A Hanwha Aerospace engineer works at a factory in Changwon, South Korea, March 16, 2023.   REUTERS/Kim Hong-Ji
A steel worker walks through an electric-arc furnace at Hascelik Melt Factory near Bilecik, Turkey, October 3, 2025. REUTERS/Umit Bektas
Solinotes perfume bottles are filled on the production line at the Corania factory in Les Pennes-Mirabeau, near Marseille, France, August 1, 2025. REUTERS/Manon Cruz
A man works at a production base of China Construction Steel Structure Corp Ltd (CSCEC Steel) in Meishan, Sichuan province, China September 3, 2019.  REUTERS/Stringer

Overview

  • Asia’s tech-heavy exporters regained traction as PMIs showed South Korea back to 50.1 and Taiwan at 50.9, with surveys citing firmer export orders and new product launches.

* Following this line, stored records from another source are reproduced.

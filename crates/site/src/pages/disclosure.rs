use leptos::*;
use system_ui::prelude::*;

use super::{apply_report, describe_active, Demo};
use crate::content::faq_content;

#[component]
pub fn AccordionPage() -> impl IntoView {
    let single_open = create_rw_signal(vec![1usize]);
    let multi_open = create_rw_signal(Vec::<usize>::new());

    view! {
        <Stack gap=LayoutGap::Lg>
            <Demo
                title="Uncontrolled, single open"
                caption="Starts with the first section open. Opening another closes it; reopening the open section collapses it."
                status="State lives inside the accordion."
            >
                <Accordion default_open=vec![0] aria_label="Shipping details">
                    <AccordionItem index=0 title="Delivery windows">
                        <Text>"Orders placed before noon ship the same day."</Text>
                    </AccordionItem>
                    <AccordionItem index=1 title="Returns" description="Within 30 days">
                        <Text>"Return labels are emailed on request."</Text>
                    </AccordionItem>
                    <AccordionItem index=2 title="International" disabled=true>
                        <Text>"Not available yet."</Text>
                    </AccordionItem>
                </Accordion>
            </Demo>

            <Demo
                title="Controlled, single open"
                caption="The page owns the open list and applies every report."
                status=Signal::derive(move || format!("open: {}", single_open.with(|open| describe_active(open))))
            >
                <Cluster gap=LayoutGap::Sm>
                    <Button on_click=Callback::new(move |_| single_open.set(Vec::new()))>
                        "Collapse all"
                    </Button>
                    <Button on_click=Callback::new(move |_| single_open.set(vec![2]))>
                        "Open billing"
                    </Button>
                </Cluster>
                <Accordion
                    open=single_open
                    default_open=vec![0]
                    on_value_change=Callback::new(move |open: Vec<usize>| single_open.set(open))
                >
                    <AccordionItem index=0 title="Profile">
                        <Text>"Name, avatar, and contact details."</Text>
                    </AccordionItem>
                    <AccordionItem index=1 title="Security">
                        <Text>"Password and two-factor settings."</Text>
                    </AccordionItem>
                    <AccordionItem index=2 title="Billing">
                        <Text>"Invoices and payment methods."</Text>
                    </AccordionItem>
                </Accordion>
            </Demo>

            <Demo
                title="Controlled, multiple open"
                caption="`allow_multiple` toggles each section on its own."
                status=Signal::derive(move || format!("open: {}", multi_open.with(|open| describe_active(open))))
            >
                <Accordion
                    allow_multiple=true
                    open=multi_open
                    on_open_change=Callback::new(move |(index, is_open): (usize, bool)| {
                        multi_open.update(|open| apply_report(open, index, is_open));
                    })
                >
                    <AccordionItem index=0 title="Storage">
                        <Text>"12.4 GB of 50 GB used."</Text>
                    </AccordionItem>
                    <AccordionItem index=1 title="Devices">
                        <Text>"Three devices signed in."</Text>
                    </AccordionItem>
                    <AccordionItem index=2 title="Sessions">
                        <Text>"Last activity two minutes ago."</Text>
                    </AccordionItem>
                </Accordion>
            </Demo>
        </Stack>
    }
}

#[component]
pub fn FaqPage() -> impl IntoView {
    let content = faq_content();
    let open_items = create_rw_signal(Vec::<usize>::new());
    let single_items = content.entries.clone();

    view! {
        <Stack gap=LayoutGap::Lg>
            <Demo
                title="Uncontrolled FAQ"
                caption="Settings come from the bundled JSON fixture."
                status="State lives inside the FAQ."
            >
                <Faq
                    items=content.entries.clone()
                    allow_multiple=content.allow_multiple()
                    default_open=content.default_open()
                    title="Frequently asked questions"
                />
            </Demo>

            <Demo
                title="Controlled, single open"
                caption="Opening one answer closes the rest. Reopening the open answer closes it."
                status=Signal::derive(move || format!("open: {}", open_items.with(|open| describe_active(open))))
            >
                <Faq
                    items=single_items
                    allow_multiple=false
                    open_items=open_items
                    on_value_change=Callback::new(move |open: Vec<usize>| open_items.set(open))
                />
            </Demo>
        </Stack>
    }
}
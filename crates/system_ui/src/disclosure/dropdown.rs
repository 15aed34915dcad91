use disclosure_core::{CallSite, SelectionPolicy, ToggleChange, ToggleSet};
use leptos::ev::KeyboardEvent;
use leptos::*;

use super::{change_notifier, instance_id, ToggleController};
use crate::primitives::{bool_token, merge_layout_class};
use crate::{Button, ButtonVariant, Icon, IconName, IconSize, MenuSurface};

#[derive(Clone, Copy)]
struct DropdownContext {
    selection: ToggleController<String>,
    panel: ToggleController<()>,
    multiselect: bool,
}

impl DropdownContext {
    #[allow(clippy::too_many_arguments)]
    fn new(
        multiselect: bool,
        checked_values: Option<Signal<Vec<String>>>,
        default_checked: Vec<String>,
        on_checked_change: Option<Callback<(String, bool)>>,
        on_value_change: Option<Callback<Vec<String>>>,
        open: Option<Signal<bool>>,
        default_open: bool,
        on_open_change: Option<Callback<bool>>,
    ) -> Self {
        let policy = CallSite::Dropdown { multiselect }
            .policy()
            .unwrap_or_default();
        let selection = ToggleController::new(
            policy,
            checked_values,
            default_checked,
            change_notifier(on_checked_change, on_value_change),
        );

        let panel = ToggleController::new(
            SelectionPolicy::exclusive(true),
            open.map(|open| Signal::derive(move || panel_items(open.get()))),
            panel_items(default_open),
            on_open_change.map(|on_open_change| {
                Callback::new(move |change: ToggleChange<()>| {
                    on_open_change.call(change.active)
                })
            }),
        );

        Self {
            selection,
            panel,
            multiselect,
        }
    }

    fn is_open(&self) -> bool {
        self.panel.is_active(&())
    }

    fn close(&self) {
        if self.panel.current_set().contains(&()) {
            self.panel.set_membership((), false);
        }
    }

    /// Applies an item choice. Disabled items neither select nor close.
    fn choose(&self, value: String, disabled: bool) -> bool {
        if self.selection.toggle_enabled(value, disabled).is_none() {
            return false;
        }
        if !self.multiselect {
            self.close();
        }
        true
    }

    fn handle_key(&self, key: &str) -> bool {
        match key {
            "Escape" => {
                self.close();
                true
            }
            _ => false,
        }
    }
}

fn panel_items(open: bool) -> Vec<()> {
    if open {
        vec![()]
    } else {
        Vec::new()
    }
}

/// Text shown on the trigger for the current selection.
fn selection_summary(checked: &ToggleSet<String>, placeholder: &str) -> String {
    match checked.len() {
        0 => placeholder.to_string(),
        1 => checked.iter().next().cloned().unwrap_or_default(),
        count => format!("{count} selected"),
    }
}

#[component]
/// Trigger button with a popup list of [`DropdownItem`] choices.
///
/// Single-select dropdowns keep exactly one value once chosen and close after
/// each choice. `multiselect` switches to independent checkbox items and keeps
/// the panel open. The panel's open state is itself a one-item disclosure and
/// may be controlled separately through `open`/`on_open_change`.
pub fn Dropdown(
    #[prop(into)] label: String,
    #[prop(optional)] multiselect: bool,
    #[prop(optional, into)] checked_values: Option<Signal<Vec<String>>>,
    #[prop(optional)] default_checked: Vec<String>,
    #[prop(optional)] on_checked_change: Option<Callback<(String, bool)>>,
    #[prop(optional)] on_value_change: Option<Callback<Vec<String>>>,
    #[prop(optional, into)] open: Option<Signal<bool>>,
    #[prop(optional)] default_open: bool,
    #[prop(optional)] on_open_change: Option<Callback<bool>>,
    #[prop(optional, into)] placeholder: Option<String>,
    #[prop(optional, into)] id: Option<String>,
    #[prop(optional, into)] disabled: MaybeSignal<bool>,
    #[prop(optional)] layout_class: Option<&'static str>,
    children: ChildrenFn,
) -> impl IntoView {
    let context = DropdownContext::new(
        multiselect,
        checked_values,
        default_checked,
        on_checked_change,
        on_value_change,
        open,
        default_open,
        on_open_change,
    );
    provide_context(context);

    let base_id = instance_id("dropdown", id);
    let trigger_id = format!("{base_id}-trigger");
    let panel_id = format!("{base_id}-panel");
    let panel_labelledby = trigger_id.clone();
    let panel_dom_id = panel_id.clone();
    let placeholder = placeholder.unwrap_or_else(|| label.clone());
    let disabled = Signal::derive(move || disabled.get());
    let expanded = Signal::derive(move || context.is_open());
    let trigger_label = label.clone();

    let on_keydown = Callback::new(move |ev: KeyboardEvent| {
        if context.handle_key(&ev.key()) {
            ev.prevent_default();
        }
    });
    let panel = move || {
        let children = children.clone();
        view! {
            <MenuSurface
                id=panel_dom_id.clone()
                role="menu"
                aria_labelledby=panel_labelledby.clone()
                aria_multiselectable=multiselect
            >
                {children()}
            </MenuSurface>
        }
        .into_view()
    };

    view! {
        <div
            class=merge_layout_class("ui-dropdown", layout_class)
            id=base_id
            data-ui-primitive="true"
            data-ui-kind="dropdown"
            data-ui-state=move || if expanded.get() { "open" } else { "closed" }
            data-ui-multiple=bool_token(multiselect)
            on:keydown=move |ev| on_keydown.call(ev)
        >
            <Button
                variant=ButtonVariant::Secondary
                layout_class="ui-dropdown-trigger"
                id=trigger_id
                aria_label=trigger_label
                aria_haspopup="menu"
                aria_controls=panel_id
                aria_expanded=expanded
                pressed=expanded
                disabled=disabled
                ui_slot="trigger"
                on_click=Callback::new(move |_| {
                    context.panel.toggle_enabled((), disabled.get_untracked());
                })
            >
                <span data-ui-slot="label">{label}</span>
                <span data-ui-slot="value">
                    {move || selection_summary(&context.selection.current_set(), &placeholder)}
                </span>
                <Icon icon=IconName::ChevronDown size=IconSize::Sm />
            </Button>
            {move || expanded.get().then(|| panel())}
        </div>
    }
}

#[component]
/// One choice inside a [`Dropdown`].
///
/// Renders as `menuitemradio` or `menuitemcheckbox` depending on the parent.
pub fn DropdownItem(
    #[prop(into)] value: String,
    #[prop(optional, into)] disabled: MaybeSignal<bool>,
    children: Children,
) -> impl IntoView {
    let Some(context) = use_context::<DropdownContext>() else {
        logging::warn!("DropdownItem `{value}` rendered outside a Dropdown");
        return ().into_view();
    };

    let disabled = Signal::derive(move || disabled.get());
    let checked = {
        let value = value.clone();
        Signal::derive(move || context.selection.is_active(&value))
    };
    let role = if context.multiselect {
        "menuitemcheckbox"
    } else {
        "menuitemradio"
    };

    view! {
        <Button
            variant=ButtonVariant::Quiet
            layout_class="ui-dropdown-item"
            role=role
            aria_checked=Signal::derive(move || bool_token(checked.get()).to_string())
            selected=checked
            disabled=disabled
            on_click=Callback::new(move |_| {
                context.choose(value.clone(), disabled.get_untracked());
            })
        >
            <span data-ui-slot="indicator" aria-hidden="true">
                {move || checked.get().then(|| view! { <Icon icon=IconName::Checkmark size=IconSize::Xs /> })}
            </span>
            <span data-ui-slot="label">{children()}</span>
        </Button>
    }
    .into_view()
}

#[cfg(test)]
mod tests {
    use pretty_assertions::assert_eq;

    use super::*;

    fn uncontrolled(multiselect: bool) -> DropdownContext {
        DropdownContext::new(multiselect, None, Vec::new(), None, None, None, true, None)
    }

    #[test]
    fn single_select_reselect_keeps_value_and_closes_panel() {
        let runtime = create_runtime();
        let context = uncontrolled(false);

        context.choose("x".to_string(), false);
        assert_eq!(context.selection.current_set(), ToggleSet::only("x".to_string()));
        assert!(!context.is_open());

        context.panel.toggle(());
        context.choose("x".to_string(), false);
        assert_eq!(context.selection.current_set(), ToggleSet::only("x".to_string()));

        context.choose("y".to_string(), false);
        assert_eq!(context.selection.current_set(), ToggleSet::only("y".to_string()));

        runtime.dispose();
    }

    #[test]
    fn multiselect_keeps_panel_open() {
        let runtime = create_runtime();
        let context = uncontrolled(true);

        context.choose("b".to_string(), false);
        context.choose("d".to_string(), false);
        assert!(context.is_open());
        assert_eq!(
            context.selection.current_set(),
            ToggleSet::from(vec!["b".to_string(), "d".to_string()])
        );

        context.choose("b".to_string(), false);
        assert_eq!(context.selection.current_set(), ToggleSet::only("d".to_string()));

        runtime.dispose();
    }

    #[test]
    fn controlled_panel_reports_open_changes_to_owner() {
        let runtime = create_runtime();
        let open = create_rw_signal(false);
        let context = DropdownContext::new(
            false,
            None,
            Vec::new(),
            None,
            None,
            Some(open.into()),
            true,
            Some(Callback::new(move |next: bool| open.set(next))),
        );

        assert!(!context.is_open());
        context.panel.toggle(());
        assert!(open.get_untracked());
        assert!(context.is_open());

        context.choose("x".to_string(), false);
        assert!(!open.get_untracked());

        runtime.dispose();
    }

    #[test]
    fn summary_lists_single_value_or_count() {
        let placeholder = "Choose a size";
        assert_eq!(selection_summary(&ToggleSet::new(), placeholder), placeholder);
        assert_eq!(
            selection_summary(&ToggleSet::only("m".to_string()), placeholder),
            "m"
        );
        assert_eq!(
            selection_summary(
                &ToggleSet::from(vec!["s".to_string(), "l".to_string()]),
                placeholder
            ),
            "2 selected"
        );
    }

    #[test]
    fn disabled_item_neither_selects_nor_closes() {
        let runtime = create_runtime();
        let context = uncontrolled(false);

        assert!(!context.choose("x".to_string(), true));
        assert!(context.selection.current_set().is_empty());
        assert!(context.is_open());

        assert!(context.choose("x".to_string(), false));
        assert!(!context.is_open());

        runtime.dispose();
    }

    #[test]
    fn escape_closes_panel_and_other_keys_do_not() {
        let runtime = create_runtime();
        let context = uncontrolled(true);

        assert!(!context.handle_key("Enter"));
        assert!(context.is_open());
        assert!(context.handle_key("Escape"));
        assert!(!context.is_open());

        assert!(context.handle_key("Escape"));
        assert!(!context.is_open());

        runtime.dispose();
    }

    #[test]
    fn controlled_selection_reports_full_set() {
        let runtime = create_runtime();
        let checked = create_rw_signal(vec!["s".to_string()]);
        let context = DropdownContext::new(
            false,
            Some(checked.into()),
            Vec::new(),
            None,
            Some(Callback::new(move |next: Vec<String>| checked.set(next))),
            None,
            true,
            None,
        );

        context.choose("l".to_string(), false);
        assert_eq!(checked.get_untracked(), vec!["l".to_string()]);
        assert_eq!(context.selection.current_set(), ToggleSet::only("l".to_string()));

        runtime.dispose();
    }
}
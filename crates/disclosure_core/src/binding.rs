//! Controlled/uncontrolled ownership of a component's [`ToggleSet`].

use std::fmt;

use thiserror::Error;

use crate::{SelectionPolicy, ToggleSet};

/// Callback receiving toggle requests from a controlled binding.
pub type Notifier<K> = Box<dyn FnMut(&ToggleChange<K>)>;

#[derive(Debug, Clone, PartialEq, Eq)]
/// Outcome of one toggle request.
///
/// Carries both the `(item, membership)` pair most call sites forward and the
/// full resulting set, so an external owner never has to re-derive the policy.
pub struct ToggleChange<K: Ord> {
    /// Item the request targeted.
    pub item: K,
    /// Whether `item` is a member of `next`.
    pub active: bool,
    /// Set the policy produced.
    pub next: ToggleSet<K>,
}

impl<K: Ord> ToggleChange<K> {
    fn new(item: K, next: ToggleSet<K>) -> Self {
        Self {
            active: next.contains(&item),
            item,
            next,
        }
    }
}

#[derive(Debug, Clone, Copy, PartialEq, Eq)]
/// Ownership mode, fixed when the binding is created.
pub enum BindingMode {
    /// The current set is owned by an external caller.
    Controlled,
    /// The current set is owned by the binding.
    Uncontrolled,
}

#[derive(Debug, Error, Clone, Copy, PartialEq, Eq)]
/// Caller errors raised by [`ControllerBinding`].
pub enum BindingError {
    /// An external value was supplied to a binding created without one.
    #[error("binding was created uncontrolled; external values are not accepted")]
    NotControlled,
}

enum Source<K: Ord> {
    Controlled {
        value: ToggleSet<K>,
        notifier: Option<Notifier<K>>,
    },
    Uncontrolled {
        state: ToggleSet<K>,
    },
}

/// Resolves where a component's active set lives and routes toggle requests.
///
/// A controlled binding only reads the externally supplied set and forwards
/// every request to its notifier; what [`current_set`](Self::current_set)
/// returns changes only when the owner calls [`resupply`](Self::resupply). An
/// uncontrolled binding replaces its internal set on every request. Internal
/// state lives exactly as long as the binding.
pub struct ControllerBinding<K: Ord> {
    source: Source<K>,
}

impl<K: Ord + Clone> ControllerBinding<K> {
    /// Binding driven by an external value and notifier.
    pub fn controlled(
        value: impl Into<ToggleSet<K>>,
        notifier: impl FnMut(&ToggleChange<K>) + 'static,
    ) -> Self {
        Self {
            source: Source::Controlled {
                value: value.into(),
                notifier: Some(Box::new(notifier)),
            },
        }
    }

    /// Controlled binding without a notifier. Requests are computed but go
    /// nowhere.
    pub fn read_only(value: impl Into<ToggleSet<K>>) -> Self {
        Self {
            source: Source::Controlled {
                value: value.into(),
                notifier: None,
            },
        }
    }

    /// Binding that owns its state, seeded once from `default`.
    pub fn uncontrolled(default: impl IntoIterator<Item = K>) -> Self {
        Self {
            source: Source::Uncontrolled {
                state: default.into_iter().collect(),
            },
        }
    }

    /// Picks the mode from what the parent supplied at mount.
    ///
    /// A present `value` makes the binding controlled and `default` is ignored.
    pub fn from_props(
        value: Option<ToggleSet<K>>,
        default: Option<ToggleSet<K>>,
        notifier: Option<Notifier<K>>,
    ) -> Self {
        match value {
            Some(value) => Self {
                source: Source::Controlled { value, notifier },
            },
            None => Self::uncontrolled(default.unwrap_or_default()),
        }
    }

    /// Ownership mode.
    pub fn mode(&self) -> BindingMode {
        match self.source {
            Source::Controlled { .. } => BindingMode::Controlled,
            Source::Uncontrolled { .. } => BindingMode::Uncontrolled,
        }
    }

    /// Returns `true` for a controlled binding with no notifier.
    pub fn is_read_only(&self) -> bool {
        matches!(
            self.source,
            Source::Controlled { notifier: None, .. }
        )
    }

    /// The external set when controlled, the internal set otherwise.
    pub fn current_set(&self) -> &ToggleSet<K> {
        match &self.source {
            Source::Controlled { value, .. } => value,
            Source::Uncontrolled { state } => state,
        }
    }

    /// Applies `policy` to the current set for a toggle of `item`.
    ///
    /// Controlled bindings notify and keep reporting the external value;
    /// uncontrolled bindings replace their state with the result.
    pub fn request_toggle(&mut self, item: K, policy: SelectionPolicy) -> ToggleChange<K> {
        let next = policy.apply(self.current_set(), item.clone());
        self.commit(ToggleChange::new(item, next))
    }

    /// Like [`request_toggle`](Self::request_toggle) for an explicit target
    /// membership.
    pub fn request_membership(
        &mut self,
        item: K,
        include: bool,
        policy: SelectionPolicy,
    ) -> ToggleChange<K> {
        let next = policy.apply_membership(self.current_set(), item.clone(), include);
        self.commit(ToggleChange::new(item, next))
    }

    /// Accepts a new external value from the owner of a controlled binding.
    ///
    /// # Errors
    ///
    /// Returns [`BindingError::NotControlled`] when the binding was created
    /// uncontrolled. Its internal state is left untouched.
    pub fn resupply(&mut self, next: impl Into<ToggleSet<K>>) -> Result<(), BindingError> {
        match &mut self.source {
            Source::Controlled { value, .. } => {
                *value = next.into();
                Ok(())
            }
            Source::Uncontrolled { .. } => Err(BindingError::NotControlled),
        }
    }

    fn commit(&mut self, change: ToggleChange<K>) -> ToggleChange<K> {
        match &mut self.source {
            Source::Controlled { notifier, .. } => {
                if let Some(notifier) = notifier.as_mut() {
                    notifier(&change);
                }
            }
            Source::Uncontrolled { state } => {
                *state = change.next.clone();
            }
        }
        change
    }
}

impl<K: Ord + fmt::Debug> fmt::Debug for ControllerBinding<K> {
    fn fmt(&self, f: &mut fmt::Formatter<'_>) -> fmt::Result {
        match &self.source {
            Source::Controlled { value, notifier } => f
                .debug_struct("ControllerBinding")
                .field("mode", &BindingMode::Controlled)
                .field("value", value)
                .field("has_notifier", &notifier.is_some())
                .finish(),
            Source::Uncontrolled { state } => f
                .debug_struct("ControllerBinding")
                .field("mode", &BindingMode::Uncontrolled)
                .field("state", state)
                .finish(),
        }
    }
}

#[cfg(test)]
mod tests {
    use std::cell::RefCell;
    use std::rc::Rc;

    use pretty_assertions::assert_eq;

    use super::*;

    fn recorder<K: Ord + Clone + 'static>() -> (
        Rc<RefCell<Vec<(K, bool)>>>,
        impl FnMut(&ToggleChange<K>) + 'static,
    ) {
        let calls = Rc::new(RefCell::new(Vec::new()));
        let sink = Rc::clone(&calls);
        (calls, move |change: &ToggleChange<K>| {
            sink.borrow_mut().push((change.item.clone(), change.active));
        })
    }

    #[test]
    fn controlled_request_notifies_without_changing_current_set() {
        let (calls, notifier) = recorder::<u32>();
        let mut binding = ControllerBinding::controlled(vec![1, 3], notifier);

        let change = binding.request_toggle(2, SelectionPolicy::independent());

        assert_eq!(*calls.borrow(), vec![(2, true)]);
        assert_eq!(change.next, ToggleSet::from(vec![1, 2, 3]));
        assert_eq!(binding.current_set(), &ToggleSet::from(vec![1, 3]));

        binding.resupply(change.next).expect("controlled binding");
        assert_eq!(binding.current_set(), &ToggleSet::from(vec![1, 2, 3]));
    }

    #[test]
    fn controlled_requests_are_computed_against_last_supplied_value() {
        let (calls, notifier) = recorder::<u32>();
        let mut binding = ControllerBinding::controlled(vec![1], notifier);
        let policy = SelectionPolicy::independent();

        binding.request_toggle(1, policy);
        binding.request_toggle(1, policy);

        assert_eq!(*calls.borrow(), vec![(1, false), (1, false)]);
    }

    #[test]
    fn uncontrolled_request_replaces_internal_state() {
        let mut binding = ControllerBinding::uncontrolled([0usize]);
        let snapshot = binding.current_set().clone();

        let change = binding.request_toggle(2, SelectionPolicy::exclusive(true));

        assert_eq!(change, ToggleChange::new(2, ToggleSet::only(2)));
        assert_eq!(binding.current_set(), &ToggleSet::only(2));
        assert_eq!(snapshot, ToggleSet::only(0));
    }

    #[test]
    fn uncontrolled_state_does_not_outlive_the_instance() {
        let mut first = ControllerBinding::<u32>::uncontrolled([]);
        first.request_toggle(1, SelectionPolicy::independent());
        assert!(first.current_set().contains(&1));
        drop(first);

        let second = ControllerBinding::<u32>::uncontrolled([]);
        assert!(second.current_set().is_empty());
    }

    #[test]
    fn controlled_value_takes_precedence_over_default() {
        let binding = ControllerBinding::from_props(
            Some(ToggleSet::from(vec!["a"])),
            Some(ToggleSet::from(vec!["b", "c"])),
            None,
        );
        assert_eq!(binding.mode(), BindingMode::Controlled);
        assert!(binding.is_read_only());
        assert_eq!(binding.current_set(), &ToggleSet::from(vec!["a"]));

        let binding = ControllerBinding::from_props(None, Some(ToggleSet::from(vec!["b"])), None);
        assert_eq!(binding.mode(), BindingMode::Uncontrolled);
        assert_eq!(binding.current_set(), &ToggleSet::from(vec!["b"]));
    }

    #[test]
    fn resupply_on_uncontrolled_binding_is_rejected() {
        let mut binding = ControllerBinding::uncontrolled([4u8]);
        assert_eq!(
            binding.resupply(vec![9u8]),
            Err(BindingError::NotControlled)
        );
        assert_eq!(binding.current_set(), &ToggleSet::only(4));
    }

    #[test]
    fn read_only_binding_computes_but_keeps_value() {
        let mut binding = ControllerBinding::read_only(vec![5u8]);
        let change = binding.request_membership(6, true, SelectionPolicy::multi_select());
        assert!(change.active);
        assert_eq!(binding.current_set(), &ToggleSet::only(5));
    }

    #[test]
    fn membership_request_for_absent_item_yields_equal_set() {
        let mut binding = ControllerBinding::uncontrolled(["x".to_string()]);
        let before = binding.current_set().clone();
        let change =
            binding.request_membership("y".to_string(), false, SelectionPolicy::multi_select());
        assert!(!change.active);
        assert_eq!(binding.current_set(), &before);
    }
}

  • South Korea’s survey pointed to the strongest new orders since November 2024, a jump in optimism to the highest since May 2022, and the sharpest input price rise since July 2022 that lifted output prices.
  • India’s HSBC Manufacturing PMI fell to 55.0, a 38‑month low, with new orders at a two‑year trough, exports at a 14‑month low, hiring near stall speed, and subdued price pressures.
  • Eurozone manufacturing weakened further with the final HCOB PMI at 48.8, a nine‑month low, as new orders fell faster, firms cut staff, and input costs ticked up to a 16‑month high.
  • Germany’s final PMI dropped to 47.0 with output back in contraction, export sales falling for a fifth month and input prices rising again, while Spain slipped to 49.6 with the steepest job reductions in two years.